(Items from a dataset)
▬▬▬▬▬▬

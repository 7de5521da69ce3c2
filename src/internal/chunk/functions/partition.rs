//! 分片器：把已知大小的资源切成首尾相接、互不重叠的闭区间。

use tracing::debug;

use crate::internal::chunk::structs::{Chunk, ChunkError};
use crate::internal::config::structs::DownloadConfiguration;

/// 按期望分片数切分 `[0, total_size)`。
///
/// - `requested_parts` 小于 1 时按 1 处理；
/// - 分片宽度为 `total_size / parts` 向下取整，余数全部并入最后一个分片；
/// - 分片数多于字节数时退化为每字节一个分片，不会产生零宽分片；
/// - `total_size == 0` 返回 [`ChunkError::InvalidArgument`]。
pub fn partition(
    total_size: u64,
    requested_parts: usize,
    config: &DownloadConfiguration,
) -> Result<Vec<Chunk>, ChunkError> {
    if total_size == 0 {
        return Err(ChunkError::InvalidArgument(
            "资源大小必须大于 0".to_string(),
        ));
    }

    let mut parts = requested_parts.max(1) as u64;
    let mut chunk_size = total_size / parts;

    if chunk_size < 1 {
        chunk_size = 1;
        parts = total_size;
    }

    debug!(total = total_size, parts, chunk_size, "切分资源");

    let chunks = (0..parts)
        .map(|i| {
            let start = i * chunk_size;
            let end = if i == parts - 1 {
                total_size - 1
            } else {
                start + chunk_size - 1
            };
            Chunk::new(i as usize, start, end).stamped(config)
        })
        .collect();

    Ok(chunks)
}
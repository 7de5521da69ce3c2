use std::time::Duration;

use serde::{Deserialize, Serialize};

use super::sink_options::SinkOptions;

/// 默认每个分片的失败重试次数
pub const DEFAULT_MAX_TRY_AGAIN: u32 = 3;

/// 默认单次请求超时（毫秒）
pub const DEFAULT_TIMEOUT_MS: u64 = 1000;

/// 默认重试延迟（毫秒）
pub const DEFAULT_RETRY_DELAY_MS: u64 = 1000;

/// 一次下载会话的共享配置。
///
/// 分片器只读取 `max_try_again_on_failover` 与 `timeout` 两项并写入每个分片；
/// 其余字段由合并器与分片下载器使用。本结构不做任何校验。
#[derive(Debug, Clone, PartialEq, Eq, Serialize, Deserialize)]
pub struct DownloadConfiguration {
    pub max_try_again_on_failover: u32,
    pub timeout: Duration,
    /// 期望的分片数
    pub chunk_count: usize,
    /// 同时运行的分片下载器上限；0 和 1 都表示逐个下载
    pub parallel_count: usize,
    pub retry_delay: Duration,
    pub sink: SinkOptions,
}

impl Default for DownloadConfiguration {
    fn default() -> Self {
        Self {
            max_try_again_on_failover: DEFAULT_MAX_TRY_AGAIN,
            timeout: Duration::from_millis(DEFAULT_TIMEOUT_MS),
            chunk_count: 1,
            parallel_count: 1,
            retry_delay: Duration::from_millis(DEFAULT_RETRY_DELAY_MS),
            sink: SinkOptions::default(),
        }
    }
}

impl DownloadConfiguration {
    pub fn max_try_again_on_failover(mut self, attempts: u32) -> Self {
        self.max_try_again_on_failover = attempts;
        self
    }

    pub fn timeout(mut self, timeout: Duration) -> Self {
        self.timeout = timeout;
        self
    }

    pub fn chunk_count(mut self, parts: usize) -> Self {
        self.chunk_count = parts;
        self
    }

    pub fn parallel_count(mut self, parallel: usize) -> Self {
        self.parallel_count = parallel;
        self
    }

    pub fn retry_delay(mut self, delay: Duration) -> Self {
        self.retry_delay = delay;
        self
    }

    pub fn sink(mut self, sink: SinkOptions) -> Self {
        self.sink = sink;
        self
    }
}
//! HTTP Range 分片下载器：[`ChunkDownloader`](crate::chunk::ChunkDownloader) 的参考实现。
//!
//! 每个分片发起 `Range: bytes=<write_offset>-<end>` 请求，把响应流按绝对偏移写入共享写入管道；
//! 失败时消耗分片的重试次数并从已收到的位置续传。

pub mod functions;
pub mod structs;
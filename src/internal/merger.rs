//! 分片合并：按配置切分资源，为每个分片创建下载器，并通过共享写入管道拼出最终产物。
//!
//! 两种实现共享 [`traits::ChunkMerger`] 约定：
//! - [`structs::FileChunkMerger`]：写入管道直接落到目标文件（预分配为资源大小）；
//! - [`structs::MemoryChunkMerger`]：先在内存中拼装，全部分片完成后一次写出目标文件。

pub mod functions;
pub mod structs;
pub mod traits;
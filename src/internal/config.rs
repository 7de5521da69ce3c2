//! 下载配置：分片时读取重试次数与超时，合并时读取并发数与写入管道参数。

pub mod structs;
pub mod sink_backing;

pub use sink_backing::{SinkBacking, SinkReader};
//! 分片下载器错误类型。

use thiserror::Error;

use crate::internal::sink::structs::sink_error::SinkError;

#[derive(Debug, Error)]
pub enum ChunkDownloadError {
    #[error("写入管道失败: {0}")]
    Sink(#[from] SinkError),

    #[error("HTTP 请求失败: {0}")]
    Request(#[from] reqwest::Error),

    #[error("服务器不支持 Range 请求")]
    RangeNotSupported,

    #[error("请求超时")]
    Timeout,

    #[error("响应体提前结束：期望 {expected} 字节，收到 {received} 字节")]
    Truncated { expected: u64, received: u64 },

    #[error("分片 [{start}, {end}] 已重试 {attempts} 次仍失败: {message}")]
    RetriesExhausted {
        start: u64,
        end: u64,
        attempts: u32,
        message: String,
    },

    #[error("{0}")]
    Other(String),
}
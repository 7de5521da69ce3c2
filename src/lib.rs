//! # segmented_download
//!
//! 分段下载执行核心：把已知大小的资源切成互不重叠的分片，
//! 再把各分片下载器乱序送来的字节，经由一个异步写入管道拼成一个完整产物。
//!
//! - [`chunk`]：分片描述、分片器与分片下载器接入点
//! - [`sink`]：多生产者、单后台写入任务的并发写入管道
//! - [`merger`]：文件 / 内存两种合并器
//! - [`http`]：基于 HTTP Range 请求的分片下载器
//! - [`config`]：共享配置

/// 内部实现模块
mod internal;

#[cfg(test)]
mod tests;

pub mod config {
    use crate::internal;
    pub use internal::config::structs::*;
}

pub mod chunk {
    use crate::internal;
    pub use internal::chunk::functions::*;
    pub use internal::chunk::structs::*;
    pub use internal::chunk::traits::*;
}

pub mod sink {
    use crate::internal;
    pub use internal::sink::structs::*;
    pub use internal::sink::traits::*;
}

pub mod merger {
    use crate::internal;
    pub use internal::merger::structs::*;
    pub use internal::merger::traits::*;
}

/// 分片下载器的 HTTP 实现，不属于核心，可按需替换
pub mod http {
    use crate::internal;
    pub use internal::http::functions::*;
    pub use internal::http::structs::*;
}
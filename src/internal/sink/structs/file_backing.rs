use std::io::{self, SeekFrom};
use std::path::{Path, PathBuf};

use async_trait::async_trait;
use tokio::fs::{File, OpenOptions};
use tokio::io::{AsyncSeekExt, AsyncWriteExt};

use crate::internal::sink::traits::sink_backing::{SinkBacking, SinkReader};

/// 本地文件。打开时不截断已有内容，可选地预分配长度。
#[derive(Debug)]
pub struct FileBacking {
    file: File,
    path: PathBuf,
}

impl FileBacking {
    /// 打开或创建文件；`preallocate` 大于 0 时把文件长度设为该值。
    pub async fn open(path: impl AsRef<Path>, preallocate: Option<u64>) -> io::Result<Self> {
        let path = path.as_ref().to_path_buf();
        let file = OpenOptions::new()
            .read(true)
            .write(true)
            .create(true)
            .truncate(false)
            .open(&path)
            .await?;

        if let Some(len) = preallocate.filter(|len| *len > 0) {
            file.set_len(len).await?;
        }

        Ok(Self { file, path })
    }

    pub fn path(&self) -> &Path {
        &self.path
    }
}

#[async_trait]
impl SinkBacking for FileBacking {
    fn kind(&self) -> &'static str {
        "file"
    }

    async fn write_at(&mut self, offset: u64, data: &[u8]) -> io::Result<()> {
        self.file.seek(SeekFrom::Start(offset)).await?;
        self.file.write_all(data).await
    }

    async fn extent(&mut self) -> io::Result<u64> {
        Ok(self.file.metadata().await?.len())
    }

    async fn flush(&mut self) -> io::Result<()> {
        self.file.flush().await?;
        self.file.sync_data().await
    }

    // 读取走独立句柄，后续写入的 seek 不会影响读取位置
    async fn open_reader(&mut self) -> io::Result<SinkReader> {
        self.file.flush().await?;
        let reader = File::open(&self.path).await?;
        Ok(Box::new(reader))
    }

    async fn close(&mut self) -> io::Result<()> {
        self.file.flush().await?;
        self.file.sync_all().await
    }
}
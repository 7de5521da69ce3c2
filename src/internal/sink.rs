//! 并发写入管道：多个分片生产者按绝对偏移乱序写入，由唯一的后台任务串行落盘。
//!
//! ## 数据流
//!
//! ```text
//! 生产者 write(offset, bytes) ──► WorkQueue ──► drain worker ──► SinkBacking
//!        (立即返回，拷贝入池化缓冲)      (唯一消费者)     (文件 / 内存 / 流 / 丢弃)
//! ```
//!
//! - `write` 从不阻塞调用方，也不返回单次写入的完成句柄；
//! - `open_read` / `flush` / `read_all` / `close` 会挂起到此前入队的写入全部落盘；
//! - 后台任务的失败会被记录下来，并在下一次阻塞调用时返回，不会丢失。
//!
//! 不同生产者写入的区间不得重叠；管道不做重叠校验，重叠写入的结果取决于落盘顺序。

pub mod structs;
pub mod traits;
use std::path::Path;

use async_trait::async_trait;
use tracing::info;

use crate::internal::chunk::structs::Chunk;
use crate::internal::chunk::traits::{ChunkDownloader, ChunkDownloaderFactory};
use crate::internal::config::structs::DownloadConfiguration;
use crate::internal::merger::functions::drive_chunks::{drive_chunks, expected_total};
use crate::internal::merger::functions::prepare_destination::{
    prepare_destination, Destination,
};
use crate::internal::merger::traits::ChunkMerger;
use crate::internal::sink::structs::ConcurrentWriteSink;

use super::merge_error::MergeError;

/// 写入管道直接落到目标文件，文件预分配为资源大小。
pub struct FileChunkMerger<F> {
    config: DownloadConfiguration,
    factory: F,
}

impl<F> FileChunkMerger<F>
where
    F: ChunkDownloaderFactory,
{
    pub fn new(config: DownloadConfiguration, factory: F) -> Self {
        Self { config, factory }
    }
}

#[async_trait]
impl<F> ChunkMerger for FileChunkMerger<F>
where
    F: ChunkDownloaderFactory,
{
    fn configuration(&self) -> &DownloadConfiguration {
        &self.config
    }

    fn chunk_downloader(&self, chunk: &Chunk) -> Box<dyn ChunkDownloader> {
        self.factory.create(chunk)
    }

    async fn merge_chunks(&self, chunks: &mut [Chunk], target: &Path) -> Result<(), MergeError> {
        let total = expected_total(chunks)?;
        info!(
            path = %target.display(),
            chunks = chunks.len(),
            total,
            "开始合并分片（文件）"
        );

        let options = self.config.sink.clone();
        let sink = match prepare_destination(target).await? {
            Destination::File(path) => ConcurrentWriteSink::create(&path, Some(total), options)
                .await
                .map_err(MergeError::from_sink_creation)?,
            Destination::Null => ConcurrentWriteSink::discard(options),
        };

        let driven = drive_chunks(self, chunks, &sink).await;
        let closed = sink.close().await;
        // 文件已预分配为资源大小，完整性由分片进度保证
        driven?;
        closed?;

        info!(path = %target.display(), total, "分片合并完成");
        Ok(())
    }
}
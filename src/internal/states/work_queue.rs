//! # WorkQueue：单消费者工作队列
//!
//! 基于 `tokio::sync::mpsc::unbounded_channel`：
//! - 生产者可以有多个（Clone），`send` 立即返回，从不阻塞；
//! - 消费者只有一个，独占接收端；
//! - 所有生产者释放后，消费者取完剩余消息再收到 `None`。
//!
//! 写入管道只依赖「单消费者」这一点，不依赖消息顺序。

use tokio::sync::mpsc;

#[derive(Debug)]
pub(crate) struct WorkQueue<T> {
    sender: mpsc::UnboundedSender<T>,
}

impl<T> Clone for WorkQueue<T> {
    fn clone(&self) -> Self {
        Self {
            sender: self.sender.clone(),
        }
    }
}

#[derive(Debug)]
pub(crate) struct WorkQueueConsumer<T> {
    receiver: mpsc::UnboundedReceiver<T>,
}

impl<T> WorkQueue<T> {
    /// 返回 (生产者, 消费者)。
    pub(crate) fn new() -> (Self, WorkQueueConsumer<T>) {
        let (sender, receiver) = mpsc::unbounded_channel();
        (Self { sender }, WorkQueueConsumer { receiver })
    }

    /// 接收端已关闭时原样退回消息。
    pub(crate) fn send(&self, value: T) -> Result<(), T> {
        self.sender.send(value).map_err(|e| e.0)
    }
}

impl<T> WorkQueueConsumer<T> {
    pub(crate) async fn recv(&mut self) -> Option<T> {
        self.receiver.recv().await
    }
}
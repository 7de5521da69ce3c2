//! 周期性回收节奏：每落盘 N 个写入包回收一次，N = 预算字节 / 首个写入包大小，首次计算后固定。

#[derive(Debug)]
pub(crate) struct ReleaseCadence {
    budget_bytes: usize,
    threshold: Option<u64>,
    drained: u64,
}

impl ReleaseCadence {
    pub(crate) fn new(budget_bytes: usize) -> Self {
        Self {
            budget_bytes,
            threshold: None,
            drained: 0,
        }
    }

    /// 记录一个成功落盘的写入包；返回 `true` 表示本次应执行回收。
    ///
    /// 首个写入包大于预算时间隔按 1 计。
    pub(crate) fn on_drained(&mut self, packet_len: usize) -> bool {
        let budget = self.budget_bytes;
        let threshold = *self
            .threshold
            .get_or_insert_with(|| ((budget / packet_len.max(1)) as u64).max(1));
        self.drained += 1;
        self.drained % threshold == 0
    }

    pub(crate) fn threshold(&self) -> Option<u64> {
        self.threshold
    }

    pub(crate) fn drained(&self) -> u64 {
        self.drained
    }
}
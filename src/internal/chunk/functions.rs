pub mod partition;

pub use partition::partition;
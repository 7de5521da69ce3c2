use thiserror::Error;

#[derive(Debug, Error, Clone, PartialEq, Eq)]
pub enum ChunkError {
    #[error("参数无效: {0}")]
    InvalidArgument(String),
}
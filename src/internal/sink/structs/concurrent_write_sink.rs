//! 并发写入管道：多生产者、单后台写入任务。

mod drain_worker;
mod release_cadence;
mod sink_shared;

use std::fmt;
use std::path::Path;
use std::sync::atomic::{AtomicBool, Ordering};
use std::sync::{Arc, Mutex, PoisonError};

use bytes::Bytes;
use tokio::io::{AsyncRead, AsyncReadExt, AsyncSeek, AsyncWrite};
use tokio::sync::{oneshot, OnceCell, Semaphore};
use tokio::task::JoinHandle;
use tracing::debug;

use crate::internal::config::structs::SinkOptions;
use crate::internal::sink::traits::sink_backing::{SinkBacking, SinkReader};
use crate::internal::states::work_queue::WorkQueue;

use super::file_backing::FileBacking;
use super::memory_backing::MemoryBacking;
use super::null_backing::NullBacking;
use super::packet::Packet;
use super::sink_error::SinkError;
use super::sink_stats::SinkStats;
use super::stream_backing::StreamBacking;
use drain_worker::{run_drain_worker, SinkCommand};
use release_cadence::ReleaseCadence;
use sink_shared::SinkShared;

struct SinkInner {
    kind: &'static str,
    shared: Arc<SinkShared>,
    /// `None` 表示已关闭
    queue: Mutex<Option<WorkQueue<SinkCommand>>>,
    closing: AtomicBool,
    /// 首次关闭的结果，之后的 close 调用等待并返回它
    closed: OnceCell<Result<(), SinkError>>,
    /// 仅在配置了 `max_pending_packets` 时存在
    permits: Option<Arc<Semaphore>>,
    worker: Mutex<Option<JoinHandle<()>>>,
}

/// 多个生产者共享的随机写目标。
///
/// 可廉价 Clone，所有 Clone 指向同一个后台写入任务。每个实例在创建时启动
/// 一个后台任务，因此构造必须在 tokio 运行时内进行。
///
/// ```rust,no_run
/// # use segmented_download::sink::ConcurrentWriteSink;
/// # use segmented_download::config::SinkOptions;
/// # async fn example() -> Result<(), segmented_download::sink::SinkError> {
/// let sink = ConcurrentWriteSink::in_memory(SinkOptions::default());
/// sink.write(6, b"world")?;
/// sink.write(0, b"hello ")?;
/// assert_eq!(&sink.read_all().await?[..], b"hello world");
/// sink.close().await?;
/// # Ok(())
/// # }
/// ```
#[derive(Clone)]
pub struct ConcurrentWriteSink {
    inner: Arc<SinkInner>,
}

impl fmt::Debug for ConcurrentWriteSink {
    fn fmt(&self, f: &mut fmt::Formatter<'_>) -> fmt::Result {
        f.debug_struct("ConcurrentWriteSink")
            .field("kind", &self.inner.kind)
            .field("len", &self.len())
            .field("pending", &self.pending())
            .field("closed", &self.is_closed())
            .finish()
    }
}

/// 构造
impl ConcurrentWriteSink {
    /// 可增长的内存缓冲。
    pub fn in_memory(options: SinkOptions) -> Self {
        Self::start(Box::new(MemoryBacking::new()), 0, options)
    }

    /// 包装已有的字节数组，初始长度为数组长度。
    pub fn from_vec(buffer: Vec<u8>, options: SinkOptions) -> Self {
        let len = buffer.len() as u64;
        Self::start(Box::new(MemoryBacking::from_vec(buffer)), len, options)
    }

    /// 丢弃所有写入的目标，只记录长度。
    pub fn discard(options: SinkOptions) -> Self {
        Self::start(Box::new(NullBacking::default()), 0, options)
    }

    /// 打开或创建文件；`preallocate` 大于 0 时预分配长度，此时 `len()` 立即等于该值。
    pub async fn create(
        path: impl AsRef<Path>,
        preallocate: Option<u64>,
        options: SinkOptions,
    ) -> Result<Self, SinkError> {
        let backing = FileBacking::open(path, preallocate).await?;
        Self::with_backing(backing, options).await
    }

    /// 包装调用方已有的可读写、可定位的流。
    pub async fn from_stream<S>(stream: S, options: SinkOptions) -> Result<Self, SinkError>
    where
        S: AsyncRead + AsyncWrite + AsyncSeek + Unpin + Send + 'static,
    {
        Self::with_backing(StreamBacking::new(stream), options).await
    }

    /// 使用自定义的底层目标。
    pub async fn with_backing(
        mut backing: impl SinkBacking,
        options: SinkOptions,
    ) -> Result<Self, SinkError> {
        let len = backing.extent().await?;
        Ok(Self::start(Box::new(backing), len, options))
    }

    fn start(backing: Box<dyn SinkBacking>, initial_len: u64, options: SinkOptions) -> Self {
        let kind = backing.kind();
        let shared = Arc::new(SinkShared::new(initial_len));
        let (queue, consumer) = WorkQueue::new();
        let cadence = ReleaseCadence::new(options.release_threshold_bytes);
        let worker = tokio::spawn(run_drain_worker(
            backing,
            consumer,
            Arc::clone(&shared),
            cadence,
        ));

        debug!(
            kind,
            initial_len,
            max_pending = ?options.max_pending_packets,
            "写入管道已启动"
        );

        Self {
            inner: Arc::new(SinkInner {
                kind,
                shared,
                queue: Mutex::new(Some(queue)),
                closing: AtomicBool::new(false),
                closed: OnceCell::new(),
                permits: options
                    .max_pending_packets
                    .map(|limit| Arc::new(Semaphore::new(limit.max(1)))),
                worker: Mutex::new(Some(worker)),
            }),
        }
    }
}

/// 写入（从不阻塞调用方）
impl ConcurrentWriteSink {
    /// 把 `data` 拷贝后排队写到 `offset`，立即返回。
    ///
    /// 返回后调用方可以复用 `data`。空数据不会入队。
    /// 管道已关闭返回 [`SinkError::Closed`]；后台任务已失败时返回记录的失败。
    pub fn write(&self, offset: u64, data: &[u8]) -> Result<(), SinkError> {
        self.ensure_accepting()?;
        if data.is_empty() {
            return Ok(());
        }
        let bytes = self.inner.shared.pool.copy_from(data);
        self.enqueue(Packet::new(offset, bytes))
    }

    /// 与 [`write`](Self::write) 相同，但直接使用不可变的 `Bytes`，不再拷贝。
    pub fn write_bytes(&self, offset: u64, data: Bytes) -> Result<(), SinkError> {
        self.ensure_accepting()?;
        if data.is_empty() {
            return Ok(());
        }
        self.enqueue(Packet::new(offset, data))
    }

    /// 有界写入：配置了 `max_pending_packets` 时，未落盘的写入包达到上限后挂起，
    /// 直到后台任务腾出名额。未配置时等同于 [`write`](Self::write)。
    pub async fn write_throttled(&self, offset: u64, data: &[u8]) -> Result<(), SinkError> {
        self.ensure_accepting()?;
        if data.is_empty() {
            return Ok(());
        }
        let permit = match &self.inner.permits {
            Some(permits) => Some(
                Arc::clone(permits)
                    .acquire_owned()
                    .await
                    .map_err(|_| SinkError::Closed)?,
            ),
            None => None,
        };
        let bytes = self.inner.shared.pool.copy_from(data);
        self.enqueue(Packet::new(offset, bytes).with_permit(permit))
    }

    fn ensure_accepting(&self) -> Result<(), SinkError> {
        if self.is_closed() {
            return Err(SinkError::Closed);
        }
        self.inner.shared.signal.check()
    }

    // 先清除空闲信号再入队，保证此后的阻塞调用一定会等到这个写入包
    fn enqueue(&self, packet: Packet) -> Result<(), SinkError> {
        let signal = &self.inner.shared.signal;
        signal.busy();
        if let Err(e) = self.send(SinkCommand::Write(packet)) {
            signal.settle();
            return Err(e);
        }
        Ok(())
    }

    fn send(&self, command: SinkCommand) -> Result<(), SinkError> {
        let queue = self
            .inner
            .queue
            .lock()
            .unwrap_or_else(PoisonError::into_inner);
        match queue.as_ref() {
            Some(queue) => queue.send(command).map_err(|_| SinkError::WorkerLost),
            None => Err(SinkError::Closed),
        }
    }
}

/// 阻塞调用：等待此前入队的写入全部落盘
impl ConcurrentWriteSink {
    /// 等到调用前入队的写入全部落盘后，返回一个从头读取的读取器。
    ///
    /// 与本调用并发入队的写入不保证可见。
    pub async fn open_read(&self) -> Result<SinkReader, SinkError> {
        self.inner.shared.signal.wait_idle().await?;
        let (reply, response) = oneshot::channel();
        self.send(SinkCommand::OpenRead(reply))?;
        let reader = response.await.map_err(|_| SinkError::WorkerLost)??;
        Ok(reader)
    }

    /// 等待落盘后读出全部内容。
    pub async fn read_all(&self) -> Result<Bytes, SinkError> {
        let mut reader = self.open_read().await?;
        let mut content = Vec::with_capacity(self.len() as usize);
        reader.read_to_end(&mut content).await?;
        Ok(Bytes::from(content))
    }

    /// 等待落盘，要求底层目标持久化缓冲数据，并执行一次回收。
    pub async fn flush(&self) -> Result<(), SinkError> {
        self.inner.shared.signal.wait_idle().await?;
        let (reply, response) = oneshot::channel();
        self.send(SinkCommand::Flush(reply))?;
        response.await.map_err(|_| SinkError::WorkerLost)??;
        Ok(())
    }

    /// 刷新、停止接收写入、等待后台任务退出并释放底层句柄。
    ///
    /// 刷新失败时仍会完成关闭，再返回该错误。并发或重复调用都会等到首次关闭
    /// 结束，并返回同一个结果。
    pub async fn close(&self) -> Result<(), SinkError> {
        match self.inner.closed.get_or_init(|| self.shutdown()).await {
            Ok(()) => Ok(()),
            Err(e) => Err(e.replay()),
        }
    }

    async fn shutdown(&self) -> Result<(), SinkError> {
        self.inner.closing.store(true, Ordering::SeqCst);

        let flushed = self.flush().await;

        let queue = self
            .inner
            .queue
            .lock()
            .unwrap_or_else(PoisonError::into_inner)
            .take();
        drop(queue);
        if let Some(permits) = &self.inner.permits {
            permits.close();
        }

        let worker = self
            .inner
            .worker
            .lock()
            .unwrap_or_else(PoisonError::into_inner)
            .take();
        let joined = match worker {
            Some(handle) => handle.await.map_err(|_| SinkError::WorkerLost),
            None => Ok(()),
        };

        debug!(kind = self.inner.kind, len = self.len(), "写入管道已关闭");

        flushed?;
        joined?;
        self.inner.shared.signal.check()
    }
}

/// 状态查询
impl ConcurrentWriteSink {
    /// 目标当前长度；只反映已经落盘的写入。
    pub fn len(&self) -> u64 {
        self.inner.shared.extent()
    }

    pub fn is_empty(&self) -> bool {
        self.len() == 0
    }

    /// 没有已入队但未落盘的写入包。
    pub fn is_idle(&self) -> bool {
        self.inner.shared.signal.is_idle()
    }

    pub fn pending(&self) -> usize {
        self.inner.shared.signal.pending()
    }

    pub fn is_closed(&self) -> bool {
        self.inner.closing.load(Ordering::SeqCst)
    }

    pub fn kind(&self) -> &'static str {
        self.inner.kind
    }

    pub fn stats(&self) -> SinkStats {
        self.inner.shared.stats()
    }

    /// 池中空闲缓冲个数。
    pub fn pooled_buffers(&self) -> usize {
        self.inner.shared.pool.retained()
    }
}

▬▬▬▬▬▬

Exercise goal:
The result is a copy of every line above where the word "Some" shows up.

Reply:
        if let Some(len) = preallocate.filter(|len| *len > 0) {
            Destination::File(path) => ConcurrentWriteSink::create(&path, Some(total), options)
                queue: Mutex::new(Some(queue)),
                worker: Mutex::new(Some(worker)),
            Some(permits) => Some(
            Some(queue) => queue.send(command).map_err(|_| SinkError::WorkerLost),
        if let Some(permits) = &self.inner.permits {
            Some(handle) => handle.await.map_err(|_| SinkError::WorkerLost),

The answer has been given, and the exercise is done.